Finding Loving Homes for Retired Racing Greyhounds
By Susan Spisak | Aug 01, 2018


For 25 years, the Maine Greyhound Placement Service (MGPS) has been dedicated to finding terrific homes for retired racing Greyhounds in Maine and beyond. MGPS was co-founded by Scott Bruns and Mary Towle because they both had adopted a Greyhound and fell in love with the breed. That passion led to volunteering at a Greyhound shelter, and they eventually established their own adoption kennel in Bridgton.

Wanting to help more retired Greyhounds, in 2003 they relocated to a larger facility in Augusta that accommodates 60 dogs. I talked with President and Executive Director Bruns on this rescue that he oversees with the help of a board and many volunteers. He loves what he’s doing after all these years--he said with a laugh, “If I wasn’t satisfied, I wouldn’t be doing it…It’s our 25th year.” He added that interestingly enough, many people who are adopting from them today grew up with a MGPS dog in the family home. “It’s multi-generational now.”

Most of their dogs come from racing tracks in Florida and Alabama--their industry connections want their animals adopted into good homes, and MGPS is happy to oblige.
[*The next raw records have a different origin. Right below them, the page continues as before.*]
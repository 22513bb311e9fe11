use super::*;

#[test]
fn new_writes_terminator() {
    let mut buf = [0xFF_u8; 4];
    let sink = BoundedBuf::new(&mut buf);
    assert!(sink.is_empty());
    assert_eq!(sink.remaining(), 3);
    assert_eq!(buf[0], 0);
}

#[test]
fn zero_capacity_accepts_nothing() {
    let mut buf: [u8; 0] = [];
    let mut sink = BoundedBuf::new(&mut buf);
    assert!(!sink.try_push(b""));
    assert!(!sink.try_push(b"a"));
    assert_eq!(sink.headroom(), Some(0));
    assert_eq!(sink.remaining(), 0);
}

#[test]
fn capacity_one_holds_only_terminator() {
    let mut buf = [0xFF_u8; 1];
    let mut sink = BoundedBuf::new(&mut buf);
    assert!(!sink.try_push(b"a"));
    assert_eq!(sink.len(), 0);
    assert_eq!(buf, [0]);
}

#[test]
fn push_reserves_terminator_slot() {
    let mut buf = [0xFF_u8; 4];
    let mut sink = BoundedBuf::new(&mut buf);
    assert!(sink.try_push(b"ab"));
    assert!(!sink.try_push(b"cd"));
    assert!(sink.try_push(b"c"));
    assert!(!sink.try_push(b"d"));
    assert_eq!(sink.written(), b"abc");
    assert_eq!(sink.headroom(), Some(1));
    assert_eq!(buf, *b"abc\0");
}

#[test]
fn failed_push_leaves_buffer_unchanged() {
    let mut buf = [0xFF_u8; 5];
    let mut sink = BoundedBuf::new(&mut buf);
    assert!(sink.try_push(b"ab"));
    assert!(!sink.try_push(b"xyz"));
    assert_eq!(sink.len(), 2);
    assert_eq!(buf, [b'a', b'b', 0, 0xFF, 0xFF]);
}

#[test]
fn truncate_moves_terminator() {
    let mut buf = [0xFF_u8; 8];
    let mut sink = BoundedBuf::new(&mut buf);
    assert!(sink.try_push(b"s2a"));
    sink.truncate(1);
    assert_eq!(sink.written(), b"s");
    sink.truncate(5);
    assert_eq!(sink.len(), 1);
    assert_eq!(&buf[..2], b"s\0");
}

#[test]
fn vec_sink_is_unbounded() {
    let mut out: Vec<u8> = Vec::new();
    assert!(Sink::is_empty(&out));
    assert!(out.try_push(b"abc"));
    assert!(out.try_push(&[b'x'; 1000]));
    assert_eq!(Sink::len(&out), 1003);
    assert_eq!(out.headroom(), None);
    Sink::truncate(&mut out, 2);
    assert_eq!(out, b"ab");
}
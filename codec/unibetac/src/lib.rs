//! Command-line front end for Beta Code conversion.
//!
//! The `unibeta` binary is a thin dispatcher over this library:
//!
//! - [`commands`]: argument parsing and the conversion, file and
//!   code point listing commands
//! - [`error`]: [`CliError`], everything a command can fail with
//!
//! # Logging
//!
//! [`init_tracing`] installs a subscriber only when `RUST_LOG` is set, so
//! a normal run pays nothing for the library's trace events. Setting
//! `UNIBETA_LOG_TREE` as well switches to indented span output:
//!
//! ```text
//! RUST_LOG=unibeta=trace UNIBETA_LOG_TREE=1 unibeta greek2beta λόγος
//! ```

use std::sync::Once;

pub mod commands;
pub mod error;

pub use error::CliError;

static TRACING_INIT: Once = Once::new();

/// Initialize the tracing subscriber.
///
/// Only takes effect if `RUST_LOG` is set. Safe to call more than once.
pub fn init_tracing() {
    TRACING_INIT.call_once(|| {
        use tracing_subscriber::{fmt, prelude::*, EnvFilter};

        if std::env::var("RUST_LOG").is_err() {
            return;
        }
        let filter = EnvFilter::from_default_env();
        let tree = std::env::var_os("UNIBETA_LOG_TREE").is_some();

        // Both go to stderr; stdout carries the converted text.
        let flat = (!tree).then(|| {
            fmt::layer()
                .with_target(true)
                .with_level(true)
                .with_writer(std::io::stderr)
        });
        let nested = tree.then(|| tracing_tree::HierarchicalLayer::new(2).with_targets(true));
        tracing_subscriber::registry()
            .with(filter)
            .with(flat)
            .with(nested)
            .init();
    });
}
Through their work, they’ve rehomed over 4,000 Greyhounds. Their efforts haven’t gone unnoticed. In 2016, they received the Greyhound Adoption Program of Year or GAPY. (The GAPY is awarded to two organizations annually by the American Greyhound Council, one on the East Coast and one on the West Coast.)

Kennel manager Dawn Curtis said they’ve received puppies who’ve had medical needs and couldn’t race. Late last year they took in Lily, a now 9-month-old pup who needed a hind leg amputation--it was done successfully, and she was adopted. And early this year they brought in a puppy named Luna--she was diagnosed with a bone disorder that kept her from a career. She’s now 7-months-old and was adopted by Curtis.

MGPS is not just a large adoption facility--they also have an onsite, fully serviceable veterinary clinic aka The Greyhound Clinic. Bruns indicated that in addition to caring for their dogs awaiting adoption, they offer reasonably priced services for other shelters’ dogs and low-cost spay/neuters (dogs and cats) to the public. And they have boarding services for Greyhounds--he said people will drive for hours to have their pets cared for safely while they’re on vacation.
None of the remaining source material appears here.